Saturday, February 12, 2011

Food Securities, Human Dignities and Revolutions

The exhilarating 18 day Egyptian popular uprising, and its precursor in Tunisia, were triggered by generations of disfranchisement and indignities people there had suffered.  However, the heightening of such discontents can be attributed to, to a large degree, the food price increases in the region and in the world.

The rapid rising of food prices can be contributed to many factors but one undeniably was the change of climate.  Losing or arable land to other man-made structure, such as those in China, contributed to this food crisis as well.  Or, like what happens in the US, when large quantity of corns are used to make ethanol, instead of feeding people and livestock. 

New York Times reported on 12 February that U.S.D.A. Approves Pro-Ethanol Corn Over Food Industry’s Objections:
A corn that is genetically engineered to make it easier to convert into ethanol has been approved for commercial growing by the Agriculture Department.

The decision, announced on Friday, was made despite objections from corn millers and others in the food industry, who warned that if the industrial corn accidentally got into corn used for processed foods, it could lead to crumbly corn chips, soggy cereal, loaves of bread with soupy centers and corn dogs with inadequate coatings.

"It is going to contaminate the food and feed system, and why they are going to take that risk over the objections of a major American industry, I just don't understand," said Margaret Mellon, director of the food and environment program at the Union of Concerned Scientists, a group that has been critical of genetically engineered crops.

The corn contains a microbial gene that causes the corn to produce an enzyme that breaks down corn starch into sugar, part of the process for making ethanol fuel. Ethanol plants now buy this enzyme, called alpha amylase, and add it to the corn at the start of their production process.

...

The amylase corn is also one of the first to be engineered for industrial purposes rather than food use. The Agriculture Department has said in the past that crops used to produce industrial enzymes and pharmaceuticals would get extra scrutiny and regulation.

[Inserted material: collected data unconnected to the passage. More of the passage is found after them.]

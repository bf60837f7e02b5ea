//! Commands module
//!
//! Defines all CLI commands and their handlers.

mod file;
mod job;

pub use job::ProcessArgs;

use std::path::PathBuf;

use anyhow::Result;
use clap::Subcommand;

use crate::config::Config;

/// Top-level CLI commands
#[derive(Subcommand)]
pub enum Commands {
    /// Upload a local audio or video file
    Upload {
        /// File to upload
        file: PathBuf,

        /// Start separating the uploaded file into these stems (comma separated)
        #[arg(long, value_delimiter = ',')]
        stems: Vec<String>,
    },
    /// Separate a file reachable by URL and wait for the stems
    Process(ProcessArgs),
    /// Show the current state of a job
    Status {
        /// Job ID
        id: String,
    },
    /// List stored files
    Files {
        /// Only files whose key starts with this prefix (e.g. uploads)
        #[arg(long)]
        prefix: Option<String>,
    },
    /// Delete a stored file
    Delete {
        /// URL returned by an upload or a completed job
        url: String,
    },
}

/// Handle a CLI command
///
/// Routes the command to the appropriate handler module.
pub async fn handle_command(command: Commands, config: &Config) -> Result<()> {
    match command {
        Commands::Upload { file, stems } => file::upload(config, &file, stems).await,
        Commands::Process(args) => job::process(config, args).await,
        Commands::Status { id } => job::status(config, &id).await,
        Commands::Files { prefix } => file::list(config, prefix.as_deref()).await,
        Commands::Delete { url } => file::delete(config, &url).await,
    }
}
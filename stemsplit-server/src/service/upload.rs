//! Upload Service
//!
//! Stores source files for later separation, lists and removes stored files.

use stemsplit_core::domain::job::generate_job_id;
use stemsplit_core::domain::media::MediaKind;
use stemsplit_core::dto::upload::{FileList, StoredFile, UploadResponse};
use thiserror::Error;
use uuid::Uuid;

use crate::store::{ContentStore, StoreError, key_segment};

/// Service error type
#[derive(Debug, Error)]
pub enum UploadError {
    #[error("No file provided")]
    MissingFile,

    #[error("Invalid file type. Please upload an audio or video file.")]
    UnsupportedMediaKind(String),

    #[error("Missing file url")]
    MissingUrl,

    #[error(transparent)]
    Store(#[from] StoreError),
}

/// A file received from a client
#[derive(Debug, Clone)]
pub struct UploadedFile {
    pub filename: String,
    /// Declared content type, if any
    pub content_type: Option<String>,
    pub bytes: Vec<u8>,
}

/// Validate and store an uploaded source file
pub async fn store_upload(
    store: &dyn ContentStore,
    uploads_prefix: &str,
    file: UploadedFile,
) -> Result<UploadResponse, UploadError> {
    let kind = media_kind(&file).ok_or_else(|| {
        UploadError::UnsupportedMediaKind(file.content_type.clone().unwrap_or_default())
    })?;

    let filename = file
        .filename
        .rsplit(['/', '\\'])
        .next()
        .unwrap_or_default()
        .to_string();
    // Same-name uploads within one millisecond must not share a key
    let nonce = Uuid::new_v4().simple().to_string();
    let key = format!(
        "{}/{}-{}-{}",
        uploads_prefix,
        chrono::Utc::now().timestamp_millis(),
        &nonce[..8],
        key_segment(&filename)
    );

    let object = store.put(&key, file.bytes, kind.mime()).await?;

    tracing::info!("Stored upload {} ({} bytes) at {}", filename, object.size, object.url);

    let content_type = file
        .content_type
        .map(|ct| ct.trim().to_string())
        .filter(|ct| !ct.is_empty())
        .unwrap_or(object.content_type);

    Ok(UploadResponse {
        job_id: generate_job_id(),
        url: object.url,
        filename,
        size: object.size,
        content_type,
    })
}

/// List stored files, optionally restricted to a key prefix
pub async fn list_files(
    store: &dyn ContentStore,
    prefix: Option<&str>,
) -> Result<FileList, UploadError> {
    let objects = store.list(prefix.unwrap_or_default()).await?;

    let files = objects
        .into_iter()
        .map(|object| StoredFile {
            key: object.key,
            url: object.url,
            size: object.size,
            content_type: object.content_type,
        })
        .collect();

    Ok(FileList { files })
}

/// Delete a previously stored file by its public URL
pub async fn delete_file(store: &dyn ContentStore, url: &str) -> Result<(), UploadError> {
    let url = url.trim();
    if url.is_empty() {
        return Err(UploadError::MissingUrl);
    }

    store.delete(url).await?;
    tracing::info!("Deleted stored file {}", url);
    Ok(())
}

/// Declared type first; a missing or generic type falls back to the extension
fn media_kind(file: &UploadedFile) -> Option<MediaKind> {
    let declared = file
        .content_type
        .as_deref()
        .map(str::trim)
        .filter(|ct| !ct.is_empty() && !ct.eq_ignore_ascii_case("application/octet-stream"));

    match declared {
        Some(content_type) => MediaKind::from_mime(content_type),
        None => file
            .filename
            .rsplit_once('.')
            .and_then(|(_, ext)| MediaKind::from_extension(ext)),
    }
}

#[cfg(test)]
mod tests {
    use super::*;
    use crate::store::LocalContentStore;

    fn upload(name: &str, content_type: Option<&str>) -> UploadedFile {
        UploadedFile {
            filename: name.to_string(),
            content_type: content_type.map(str::to_string),
            bytes: b"data".to_vec(),
        }
    }

    /// Count regular files below `dir`
    fn files_in(dir: &std::path::Path) -> usize {
        std::fs::read_dir(dir)
            .map(|entries| {
                entries
                    .filter_map(Result::ok)
                    .map(|e| {
                        if e.path().is_dir() {
                            files_in(&e.path())
                        } else {
                            1
                        }
                    })
                    .sum()
            })
            .unwrap_or(0)
    }

    #[tokio::test]
    async fn test_store_upload() {
        let dir = tempfile::tempdir().unwrap();
        let store = LocalContentStore::new(dir.path(), "http://localhost:8080/files");

        let response = store_upload(&store, "uploads", upload("My Song.mp3", Some("audio/mp3")))
            .await
            .unwrap();

        assert!(response.job_id.starts_with("job_"));
        assert_eq!(response.filename, "My Song.mp3");
        assert_eq!(response.size, 4);
        assert_eq!(response.content_type, "audio/mp3");
        assert!(response.url.starts_with("http://localhost:8080/files/uploads/"));
        assert!(response.url.ends_with("-My_Song.mp3"));
        assert_eq!(files_in(dir.path()), 1);
    }

    #[tokio::test]
    async fn test_store_upload_without_declared_type_reports_canonical_type() {
        let dir = tempfile::tempdir().unwrap();
        let store = LocalContentStore::new(dir.path(), "http://localhost:8080/files");

        let response = store_upload(&store, "uploads", upload("take.flac", None))
            .await
            .unwrap();
        assert_eq!(response.content_type, "audio/flac");
    }

    #[tokio::test]
    async fn test_same_name_uploads_get_distinct_keys() {
        let dir = tempfile::tempdir().unwrap();
        let store = LocalContentStore::new(dir.path(), "http://localhost:8080/files");

        let (first, second) = tokio::join!(
            store_upload(&store, "uploads", upload("song.mp3", Some("audio/mpeg"))),
            store_upload(&store, "uploads", upload("song.mp3", Some("audio/mpeg"))),
        );
        let (first, second) = (first.unwrap(), second.unwrap());

        assert_ne!(first.url, second.url);
        assert_eq!(files_in(dir.path()), 2);
    }

    #[tokio::test]
    async fn test_list_files() {
        let dir = tempfile::tempdir().unwrap();
        let store = LocalContentStore::new(dir.path(), "http://localhost:8080/files");

        let uploaded = store_upload(&store, "uploads", upload("a.wav", Some("audio/x-wav")))
            .await
            .unwrap();
        store
            .put("processed/job_1/vocals.wav", b"RIFF".to_vec(), "audio/wav")
            .await
            .unwrap();

        let all = list_files(&store, None).await.unwrap();
        let urls: Vec<&str> = all.files.iter().map(|f| f.url.as_str()).collect();
        assert_eq!(
            urls,
            vec![
                "http://localhost:8080/files/processed/job_1/vocals.wav",
                uploaded.url.as_str()
            ]
        );

        let uploads = list_files(&store, Some("uploads")).await.unwrap();
        assert_eq!(uploads.files.len(), 1);
        assert!(uploads.files[0].key.starts_with("uploads/"));
        assert_eq!(uploads.files[0].content_type, "audio/wav");
        assert_eq!(uploads.files[0].size, 4);
    }

    #[tokio::test]
    async fn test_store_upload_rejects_unknown_media() {
        let dir = tempfile::tempdir().unwrap();
        let store = LocalContentStore::new(dir.path(), "http://localhost:8080/files");

        let err = store_upload(&store, "uploads", upload("notes.txt", Some("text/plain")))
            .await
            .unwrap_err();
        assert!(matches!(err, UploadError::UnsupportedMediaKind(_)));
        assert_eq!(files_in(dir.path()), 0);
    }

    #[test]
    fn test_media_kind_falls_back_to_extension() {
        assert_eq!(media_kind(&upload("a.flac", None)), Some(MediaKind::Flac));
        assert_eq!(
            media_kind(&upload("clip.MKV", Some("application/octet-stream"))),
            Some(MediaKind::Matroska)
        );
        assert_eq!(media_kind(&upload("a.wav", Some("text/plain"))), None);
        assert_eq!(media_kind(&upload("README", None)), None);
    }

    #[tokio::test]
    async fn test_delete_file() {
        let dir = tempfile::tempdir().unwrap();
        let store = LocalContentStore::new(dir.path(), "http://localhost:8080/files");

        let response = store_upload(&store, "uploads", upload("a.wav", Some("audio/wav")))
            .await
            .unwrap();
        delete_file(&store, &response.url).await.unwrap();
        assert_eq!(files_in(dir.path()), 0);

        let err = delete_file(&store, &response.url).await.unwrap_err();
        assert!(matches!(err, UploadError::Store(StoreError::NotFound(_))));
        assert!(matches!(delete_file(&store, " ").await, Err(UploadError::MissingUrl)));
    }
}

The department said on Friday it had determined that Syngenta's corn met the statutory requirements for approval, in that the crop did not pose a plant risk. The Food and Drug Administration had previously found the corn safe to eat. The Agriculture Department said it was aware of the concerns of corn millers and food processors, but said the industry should work that out by itself.
This is very irresponsible of the government to let the industry to work out itself - didn't we have a finance and banking industry threw this nation and the world into the havoc we are still suffering from?  Soon, the food chain will be polluted and more people will suffer from this.  The prices of the food will go even higher.

China, after have devoured acres and acres arable lands to build condos, office buildings, etc., and built huge vanity dams which exacerbated the drought, is moving from food self-sufficiency towards purchasing grains and that will make the poor people in the world suffer more.

This is, in turn, creating ripe conditions for revolutions, which would not necessarily be always bloodless.

Kneeling Egyptians Beside hunger, other indignities people in Tunisia and Egypt suffered from their autocrat rulers were other factors of these revolutions.

Yet, it is hard to make those remote rulers understand the need of dignity of the ruled and their such sufferings.  When the Egyptians knelt down for their prayers, the official newspaper in China, China Daily, reported that they knelt down to plea or beg the president to step down.  Maybe most secular Chinese don't understand the kneeling praying ritual, but I suspect the editors in the newspaper knew better.  They'd like to make people believe that their rights need to be bestow as alms.

No, Egyptians didn't plea or beg.  They demanded.  Unlike those protesting students there in 1989 who still harbored hope and trust from their government, longed for democracy, yet behaved as if serfs in front of their emperor.

To live like human beings, people need their dignities.

People want to live like human beings.  This demand exists everywhere and needs not be imported.  Several people are trying to credit George W. Bush (GWB) for bringing the changes to Mideast.  That argument won't fly.  GWB's attempt to export democracy was no different from Mao Zedong's attempt to export revolutions.  Trying to claim credit for GWB is attempting to deny the ability of people to self determining their own fates, though this does not mean that we shall not support the liberal democratic ideas, and on this front, US actually has failed quite often.

Time to reflect, as well as to celebrate.